The Edge Has Two Sides

I have lived on the margins twice in my life, and from the outside I know it looks the same. That’s the strange part. Same distance from the center, same refusal to live the way everyone tells you to live, same sense of standing slightly outside the flow of things, watching instead of participating.

But the first time I ended up there, I was a heroin addict in my teens and twenties, and I did not end up there by accident. People like to turn those years into a story about being lost, but I wasn’t lost. I was in pain, yes, but I was also seeing things I didn’t have the language for yet. I saw how much of life was performance. I saw how people gave their entire lives to climbing ladders they didn’t even like, to buy things they didn’t need, to impress people they didn’t respect. I saw how empty it all felt, how everyone was exhausted and medicated and quietly disappointed. I saw the machine, and I hated it.

But I had no alternative vision. No structure. No God. No real responsibility. No reason to build anything. So when you see through the world and you have nothing solid to stand on, the insight doesn’t make you wise. It just makes you destructive. So I rejected everything. Not gracefully, not thoughtfully. I rejected it by trying to disappear. If nothing matters, then I don’t matter either. That was the logic. It looked like rebellion from the outside, but it was really despair. It was what happens when you see the emptiness but you don’t yet know that there is such a thing as the sacred.

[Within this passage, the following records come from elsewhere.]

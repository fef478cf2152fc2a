// Copyright 2025 Cowboy AI, LLC.

//! Flat, UI-facing view records
//!
//! Views are pure projections of an aggregate: primitive fields plus
//! derived booleans, so UI code can gate buttons without touching the
//! domain types or issuing a round trip. Display-only fields joined
//! from a side channel (user and competition names) are merged in when
//! supplied.

use crate::enrollment::Enrollment;
use crate::match_play::Match;
use schemars::JsonSchema;
use serde::{Deserialize, Serialize};

/// Display fields joined from a side-channel payload
#[derive(Debug, Clone, Default, Serialize, Deserialize, JsonSchema)]
pub struct EnrollmentDisplayFields {
    /// Display name of the enrolled user
    pub user_name: Option<String>,
    /// Display name of the competition
    pub competition_name: Option<String>,
}

/// Flat read model of an [`Enrollment`]
#[derive(Debug, Clone, Serialize, Deserialize, JsonSchema)]
pub struct EnrollmentView {
    /// Enrollment's unique identifier
    pub enrollment_id: String,
    /// Competition reference key
    pub competition_id: String,
    /// User reference key
    pub user_id: String,
    /// Status label
    pub status: String,
    /// Assigned team, if any
    pub team_id: Option<String>,
    /// Custom handicap, if any
    pub custom_handicap: Option<f64>,
    /// Tee category label, if any
    pub tee_category: Option<String>,
    /// Creation timestamp, RFC 3339 text
    pub created_at: String,
    /// Last-update timestamp, RFC 3339 text
    pub updated_at: String,
    /// Awaiting a decision
    pub is_pending: bool,
    /// Participation confirmed
    pub is_approved: bool,
    /// No further transitions possible
    pub is_final: bool,
    /// A team has been assigned
    pub has_team_assigned: bool,
    /// A custom handicap is set
    pub has_custom_handicap: bool,
    /// Display name of the enrolled user, if joined
    pub user_name: Option<String>,
    /// Display name of the competition, if joined
    pub competition_name: Option<String>,
}

impl EnrollmentView {
    /// Project an enrollment, optionally merging joined display fields
    pub fn from_enrollment(
        enrollment: &Enrollment,
        extra: Option<&EnrollmentDisplayFields>,
    ) -> Self {
        let record = enrollment.to_persistence();
        Self {
            enrollment_id: record.id,
            competition_id: record.competition_id,
            user_id: record.user_id,
            status: record.status,
            team_id: record.team_id,
            custom_handicap: record.custom_handicap,
            tee_category: record.tee_category,
            created_at: record.created_at,
            updated_at: record.updated_at,
            is_pending: enrollment.is_pending(),
            is_approved: enrollment.is_approved(),
            is_final: enrollment.status().is_final(),
            has_team_assigned: enrollment.has_team_assigned(),
            has_custom_handicap: enrollment.has_custom_handicap(),
            user_name: extra.and_then(|e| e.user_name.clone()),
            competition_name: extra.and_then(|e| e.competition_name.clone()),
        }
    }
}

/// Flat read model of a [`Match`]
#[derive(Debug, Clone, Serialize, Deserialize, JsonSchema)]
pub struct MatchView {
    /// Match's unique identifier
    pub match_id: String,
    /// Round reference key
    pub round_id: String,
    /// Positional index within the round
    pub match_number: u32,
    /// Status label
    pub status: String,
    /// Handicap strokes given, if decided
    pub handicap_strokes_given: Option<u32>,
    /// Recipient team label, if decided
    pub strokes_given_to_team: Option<String>,
    /// Opaque outcome payload, if any
    pub result: Option<serde_json::Value>,
    /// SCHEDULED or IN_PROGRESS
    pub is_playable: bool,
    /// The match may move to IN_PROGRESS
    pub can_start: bool,
    /// The match may move to COMPLETED
    pub can_complete: bool,
}

impl MatchView {
    /// Project a match
    pub fn from_match(game: &Match) -> Self {
        let record = game.to_persistence();
        Self {
            match_id: record.id,
            round_id: record.round_id,
            match_number: record.match_number,
            status: record.status,
            handicap_strokes_given: record.handicap_strokes_given,
            strokes_given_to_team: record.strokes_given_to_team,
            result: record.result,
            is_playable: game.status().is_playable(),
            can_start: game.can_start(),
            can_complete: game.can_complete(),
        }
    }
}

And now I am here again, on the margins, but for completely different reasons. I am still not living the way the mainstream lives. I am homeschooling my children. I am building my days around my home and my family and my health and my faith. I am thinking in decades instead of weekends, in generations instead of promotions. I am still refusing the script. From far away, it probably looks like I just never learned how to fit in.

But this time I am not here because nothing matters. I am here because everything does.

That is the part that is very hard to explain unless you have lived both sides. The first time I rejected the world because I thought it was all empty, so I tried to burn my life down along with it. Now I reject parts of the world because I think life is sacred, and I am trying to build something that will outlive me: children, traditions, a way of living, a family culture, a small piece of order in a very chaotic world.

So yes, I have lived on the margins twice. Same distance from the center, but pointed in completely opposite directions. The first time, I was running toward chaos, toward numbness, toward not existing. This time, I am walking very deliberately toward order, toward responsibility, toward a life that is slow and sometimes repetitive and sometimes exhausting, but very real.

The first time I saw through the world, it made me want to die.

The second time I saw through the world, it made me want to build a life so solid that my children could stand on it.